> Required work: Records follow. Select each line holding "Developer".

Data items:
-- Opening Marker --
//! Social/quality scoring and the tier system

use crate::github::{Repository, UserProfile};
use chrono::{DateTime, Utc};
use serde::{Deserialize, Serialize};
use std::fmt;

/// Experience bracket derived from account age
#[derive(Debug, Clone, Copy, PartialEq, Eq, Default, Serialize, Deserialize)]
#[serde(rename_all = "lowercase")]
pub enum Tier {
    #[default]
    Noob,
    Developer,
    Veteran,
    Elder,
}

impl Tier {
    /// Step function of account age in years
    pub fn from_years(years: f64) -> Self {
        if years < 2.0 {
            Tier::Noob
        } else if years < 5.0 {
            Tier::Developer
        } else if years < 8.0 {
            Tier::Veteran
        } else {
            Tier::Elder
        }
    }

    pub fn as_str(&self) -> &'static str {
        match self {
            Tier::Noob => "noob",
            Tier::Developer => "developer",
            Tier::Veteran => "veteran",
            Tier::Elder => "elder",
        }
    }

    /// Base multipliers before social scaling
    pub fn base_multipliers(&self) -> Multipliers {
        let (xp, decay, requirements) = match self {
            Tier::Noob => (1.0, 0.95, 1.0),
            Tier::Developer => (0.67, 0.90, 1.5),
            Tier::Veteran => (0.40, 0.85, 2.5),
            Tier::Elder => (0.20, 0.80, 4.0),
        };
        Multipliers {
            xp,
            decay,
            requirements,
        }
    }

    /// Tier multipliers with XP scaled by the social score
    pub fn multipliers(&self, social_score: f64) -> Multipliers {
        let mut multipliers = self.base_multipliers();
        multipliers.xp *= social_score;
        multipliers
    }
}

impl fmt::Display for Tier {
    fn fmt(&self, f: &mut fmt::Formatter<'_>) -> fmt::Result {
        f.write_str(self.as_str())
    }
}

/// XP gain, stat decay and level-requirement scaling for a tier
#[derive(Debug, Clone, Copy, PartialEq, Serialize, Deserialize)]
#[serde(default)]
pub struct Multipliers {
    pub xp: f64,
    pub decay: f64,
    pub requirements: f64,
}

impl Default for Multipliers {
    fn default() -> Self {
        Tier::Noob.base_multipliers()
    }
}

/// Result of the follow/fork/star pattern check
#[derive(Debug, Clone, PartialEq, Serialize, Deserialize)]
pub struct SocialScore {
    pub score: f64,
    pub ffr: f64,
    pub fork_ratio: f64,
    pub stars_per_repo: f64,
    /// Triggered pattern labels; `quality_curator` is a bonus but still counts
    pub penalties: Vec<String>,
}

/// Detect follow spam, fork leeching and star-less repo spam.
///
/// Conditions combine multiplicatively; the score is floored at 0.1.
pub fn social_score(user: &UserProfile, repos: &[Repository]) -> SocialScore {
    let ffr = user.following as f64 / user.followers.max(1) as f64;

    let own: Vec<&Repository> = repos.iter().filter(|repo| !repo.fork).collect();
    let forks = repos.len() - own.len();
    let own_count = own.len().max(1) as f64;
    let fork_ratio = forks as f64 / own_count;
    let total_stars: u64 = own.iter().map(|repo| repo.stargazers_count).sum();
    let stars_per_repo = total_stars as f64 / own_count;

    let mut score = 1.0;
    let mut penalties = Vec::new();

    if ffr > 5.0 {
        score *= 0.25;
        penalties.push("spam_follower".to_string());
    } else if ffr > 2.0 {
        score *= 0.75;
        penalties.push("desperate_networker".to_string());
    } else if ffr < 0.5 {
        score *= 1.25;
        penalties.push("quality_curator".to_string());
    }

    if fork_ratio > 2.0 {
        score *= 0.5;
        penalties.push("fork_leech".to_string());
    }

    if stars_per_repo < 1.0 && own.len() > 5 {
        score *= 0.7;
        penalties.push("code_spammer".to_string());
    }

    SocialScore {
        score: f64::max(score, 0.1),
        ffr,
        fork_ratio,
        stars_per_repo,
        penalties,
    }
}

/// Account age in years (days / 365.25); 1.0 when the creation date is unknown
pub fn github_years(created_at: Option<DateTime<Utc>>, now: DateTime<Utc>) -> f64 {
    match created_at {
        Some(created) => (now - created).num_days() as f64 / 365.25,
        None => 1.0,
    }
}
-- Closing Marker --
> Task result:
    Developer,
            Tier::Developer
            Tier::Developer => "developer",
            Tier::Developer => (0.67, 0.90, 1.5),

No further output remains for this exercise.